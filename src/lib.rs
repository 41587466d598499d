//! # emu-recipe - Package descriptor and build driver for `emu`
//!
//! `emu` is a set of utilities for C++, CUDA and python. This crate describes
//! how the library is packaged and drives its CMake build:
//!
//! - **Identity**: name, version, license, author, url, description
//! - **Options**: `shared` (default `false`) and `fPIC` (default `true`)
//! - **Requirements**: `fmt/10.2.1` and `open62541/1.3.9`, both with
//!   transitive headers
//! - **Layout**: source/build/generators/package folders per settings tuple
//! - **Build**: configure, then build, through an external toolchain
//!
//! ## Quick Start
//!
//! ```bash
//! # Build with host settings and default options
//! emu-recipe build
//!
//! # Shared debug build
//! emu-recipe build -s build_type=Debug -o shared=True
//! ```
//!
//! ## Module Organization
//!
//! - [`descriptor`] - Identity and typed build options
//! - [`deps`] - Requirement resolution and package lookup
//! - [`layout`] - Directory conventions
//! - [`build`] - Build driver state machine and CMake file generation
//! - [`toolchain`] - CMake invocation and compiler detection

/// Build driver and generator files.
pub mod build;

/// Profile loading (`[settings]`, `[options]`).
pub mod config;

/// Requirement resolution and local package lookup.
pub mod deps;

/// Package identity, options and manifest.
pub mod descriptor;

/// Error taxonomy.
pub mod error;

/// Directory layout planning.
pub mod layout;

/// The `(os, compiler, build_type, arch)` settings tuple.
pub mod settings;

/// External toolchain (CMake) and compiler detection.
pub mod toolchain;

/// Requirement tree rendering.
pub mod tree;

/// Terminal UI utilities (tables).
pub mod ui;

pub use build::{BuildDriver, DriverState};
pub use descriptor::{BuildOptions, OptionName, PackageDescriptor, PackageIdentity};
pub use error::{RecipeError, Result};
pub use settings::Settings;
use std::path::PathBuf;
use std::process::{Command, Stdio};
use std::time::Duration;

use indicatif::{ProgressBar, ProgressStyle};
use tracing::{debug, info};

use super::types::{BuildStep, ConfigureStep, ToolchainError};
use super::Toolchain;

/// Drives an installed `cmake`.
#[derive(Debug, Clone)]
pub struct CMake {
    program: PathBuf,
    version: String,
    verbose: bool,
}

impl CMake {
    /// Find cmake: `$CMAKE` if set, otherwise `cmake` on PATH.
    pub fn detect() -> Result<Self, ToolchainError> {
        let program = std::env::var_os("CMAKE")
            .map(PathBuf::from)
            .unwrap_or_else(|| PathBuf::from("cmake"));
        Self::with_program(program)
    }

    pub fn with_program(program: impl Into<PathBuf>) -> Result<Self, ToolchainError> {
        let program = program.into();
        let output = Command::new(&program)
            .arg("--version")
            .output()
            .map_err(|_| {
                ToolchainError::NotFound(format!(
                    "'{}' could not be executed. Please install CMake 3.15 or newer.",
                    program.display()
                ))
            })?;

        let version = String::from_utf8_lossy(&output.stdout)
            .lines()
            .next()
            .unwrap_or("unknown")
            .to_string();

        debug!(program = %program.display(), %version, "cmake detected");
        Ok(Self {
            program,
            version,
            verbose: false,
        })
    }

    /// Stream cmake output instead of showing a spinner.
    pub fn verbose(mut self, verbose: bool) -> Self {
        self.verbose = verbose;
        self
    }

    pub fn version(&self) -> &str {
        &self.version
    }

    pub fn configure_args(step: &ConfigureStep) -> Vec<String> {
        let mut args = vec![
            "-S".to_string(),
            step.source_dir.to_string_lossy().to_string(),
            "-B".to_string(),
            step.build_dir.to_string_lossy().to_string(),
            format!("-DCMAKE_TOOLCHAIN_FILE={}", step.toolchain_file.display()),
        ];
        if let Some(build_type) = step.build_type {
            args.push(format!("-DCMAKE_BUILD_TYPE={}", build_type));
        }
        args
    }

    pub fn build_args(step: &BuildStep) -> Vec<String> {
        vec![
            "--build".to_string(),
            step.build_dir.to_string_lossy().to_string(),
            "--config".to_string(),
            step.config.to_string(),
        ]
    }

    fn run(&self, step: &'static str, args: &[String]) -> Result<(), ToolchainError> {
        info!(step, command = %format!("{} {}", self.program.display(), args.join(" ")), "running cmake");

        let mut cmd = Command::new(&self.program);
        cmd.args(args);

        if self.verbose {
            let status = cmd.status().map_err(|source| ToolchainError::Spawn {
                program: self.program.display().to_string(),
                source,
            })?;
            if !status.success() {
                return Err(ToolchainError::StepFailed {
                    step,
                    status: status.code(),
                    stderr: String::new(),
                });
            }
            return Ok(());
        }

        let pb = ProgressBar::new_spinner();
        if let Ok(style) = ProgressStyle::default_spinner().template("{spinner:.green} [{elapsed}] {msg}") {
            pb.set_style(style);
        }
        pb.set_message(format!("cmake {step}..."));
        pb.enable_steady_tick(Duration::from_millis(100));

        let output = cmd
            .stdin(Stdio::null())
            .output()
            .map_err(|source| ToolchainError::Spawn {
                program: self.program.display().to_string(),
                source,
            });
        pb.finish_and_clear();
        let output = output?;

        if !output.status.success() {
            let mut stderr = String::from_utf8_lossy(&output.stderr).to_string();
            if stderr.trim().is_empty() {
                // cmake reports some errors (missing CMakeLists.txt) on stdout
                stderr = String::from_utf8_lossy(&output.stdout).to_string();
            }
            return Err(ToolchainError::StepFailed {
                step,
                status: output.status.code(),
                stderr,
            });
        }
        Ok(())
    }
}

impl Toolchain for CMake {
    fn configure(&mut self, step: &ConfigureStep) -> Result<(), ToolchainError> {
        self.run("configure", &Self::configure_args(step))
    }

    fn build(&mut self, step: &BuildStep) -> Result<(), ToolchainError> {
        self.run("build", &Self::build_args(step))
    }
}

* What the task requires: Spot every line in the entries that includes the word "stderr", and copy each one out.

* Result of the exercise:
                    stderr: String::new(),
            let mut stderr = String::from_utf8_lossy(&output.stderr).to_string();
            if stderr.trim().is_empty() {
                stderr = String::from_utf8_lossy(&output.stdout).to_string();
                stderr,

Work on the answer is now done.